▶ _Description of the task_:
Each line of the data that includes the string "channels" is to be copied out.
━━ Source data ━━
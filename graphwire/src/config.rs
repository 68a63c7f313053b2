//! Stream and channel configuration.
//!
//! A [`Config`] is plain instance state: streams and channels copy what they
//! need when constructed, so two channels never observe each other's settings.
//!
//! ```
//! # use {graphwire::config::Config, std::time::Duration};
//! let config = Config::from_options("buffer_size=1024; write_timeout_ms=250").unwrap();
//! assert_eq!(config.buffer_capacity, 1024);
//! assert_eq!(config.write_timeout, Duration::from_millis(250));
//! ```
use {
    crate::error::{invalid_option, Result},
    core::time::Duration,
};

/// Default stream buffer capacity in bytes.
pub const DEFAULT_BUFFER_CAPACITY: usize = 65_534;
/// Default deadline for blocking-style reads and writes.
pub const DEFAULT_TIMEOUT: Duration = Duration::from_secs(30);
/// Default limit on nested composites.
pub const DEFAULT_MAX_DEPTH: usize = 512;
/// Default limit on a single counted byte run read from the wire (4 MiB).
pub const DEFAULT_PREALLOCATION_LIMIT: usize = 4 << 20;

#[derive(Debug, Clone, PartialEq, Eq)]
pub struct Config {
    /// Initial capacity of a stream's buffer. Tokens read with
    /// `read_to_delimiter` must fit in it. Text channels grow it up to
    /// `preallocation_limit` for longer records.
    pub buffer_capacity: usize,
    /// Deadline used by channels while waiting for input.
    pub read_timeout: Duration,
    /// Deadline used by `write_all` when the caller gives none.
    pub write_timeout: Duration,
    /// Maximum number of nested composites in one session.
    pub max_depth: usize,
    /// Largest counted byte run a reader will allocate.
    pub preallocation_limit: usize,
}

impl Default for Config {
    fn default() -> Self {
        Self {
            buffer_capacity: DEFAULT_BUFFER_CAPACITY,
            read_timeout: DEFAULT_TIMEOUT,
            write_timeout: DEFAULT_TIMEOUT,
            max_depth: DEFAULT_MAX_DEPTH,
            preallocation_limit: DEFAULT_PREALLOCATION_LIMIT,
        }
    }
}

impl Config {
    pub const fn with_buffer_capacity(mut self, capacity: usize) -> Self {
        self.buffer_capacity = capacity;
        self
    }

    pub const fn with_read_timeout(mut self, timeout: Duration) -> Self {
        self.read_timeout = timeout;
        self
    }

    pub const fn with_write_timeout(mut self, timeout: Duration) -> Self {
        self.write_timeout = timeout;
        self
    }

    pub const fn with_max_depth(mut self, depth: usize) -> Self {
        self.max_depth = depth;
        self
    }

    pub const fn with_preallocation_limit(mut self, limit: usize) -> Self {
        self.preallocation_limit = limit;
        self
    }

    /// Build a configuration from `name=value` pairs on top of the defaults.
    ///
    /// Pairs are separated by whitespace, `;` or `,`. Recognized names are
    /// `buffer_size`, `read_timeout_ms`, `write_timeout_ms`, `max_depth` and
    /// `preallocation_limit`.
    pub fn from_options(options: &str) -> Result<Self> {
        let mut config = Self::default();
        config.apply_options(options)?;
        Ok(config)
    }

    /// Apply `name=value` pairs to an existing configuration.
    pub fn apply_options(&mut self, options: &str) -> Result<()> {
        let pairs = options
            .split(|c: char| c.is_whitespace() || c == ';' || c == ',')
            .filter(|pair| !pair.is_empty());
        for pair in pairs {
            let Some((name, value)) = pair.split_once('=') else {
                return Err(invalid_option(pair, "expected name=value"));
            };
            let number = value
                .trim()
                .parse::<u64>()
                .map_err(|e| invalid_option(name, e.to_string()))?;
            match name.trim() {
                "buffer_size" => {
                    if number == 0 {
                        return Err(invalid_option(name, "buffer size must be positive"));
                    }
                    self.buffer_capacity = to_usize(name, number)?;
                }
                "read_timeout_ms" => self.read_timeout = Duration::from_millis(number),
                "write_timeout_ms" => self.write_timeout = Duration::from_millis(number),
                "max_depth" => self.max_depth = to_usize(name, number)?,
                "preallocation_limit" => self.preallocation_limit = to_usize(name, number)?,
                _ => return Err(invalid_option(name, "unknown option")),
            }
        }
        Ok(())
    }
}

fn to_usize(name: &str, value: u64) -> Result<usize> {
    usize::try_from(value).map_err(|_| invalid_option(name, "value does not fit in usize"))
}

#[cfg(test)]
mod tests {
    use {super::*, crate::error::Error};

    #[test]
    fn defaults() {
        let config = Config::default();
        assert_eq!(config.buffer_capacity, DEFAULT_BUFFER_CAPACITY);
        assert_eq!(config.read_timeout, DEFAULT_TIMEOUT);
        assert_eq!(config.max_depth, DEFAULT_MAX_DEPTH);
    }

    #[test]
    fn parses_mixed_separators() {
        let config =
            Config::from_options("buffer_size=32,read_timeout_ms=5;\tmax_depth=8 preallocation_limit=64")
                .unwrap();
        assert_eq!(config.buffer_capacity, 32);
        assert_eq!(config.read_timeout, Duration::from_millis(5));
        assert_eq!(config.write_timeout, DEFAULT_TIMEOUT);
        assert_eq!(config.max_depth, 8);
        assert_eq!(config.preallocation_limit, 64);
    }

    #[test]
    fn rejects_unknown_and_malformed() {
        assert!(matches!(
            Config::from_options("colour=blue"),
            Err(Error::InvalidOption { .. })
        ));
        assert!(matches!(
            Config::from_options("buffer_size"),
            Err(Error::InvalidOption { .. })
        ));
        assert!(matches!(
            Config::from_options("buffer_size=lots"),
            Err(Error::InvalidOption { .. })
        ));
        assert!(matches!(
            Config::from_options("buffer_size=0"),
            Err(Error::InvalidOption { .. })
        ));
    }

    #[test]
    fn empty_options_keep_defaults() {
        assert_eq!(Config::from_options("  ").unwrap(), Config::default());
    }
}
━━━
▶ _Solution_:
//! A [`Config`] is plain instance state: streams and channels copy what they
//! need when constructed, so two channels never observe each other's settings.
    /// `read_to_delimiter` must fit in it. Text channels grow it up to
    /// Deadline used by channels while waiting for input.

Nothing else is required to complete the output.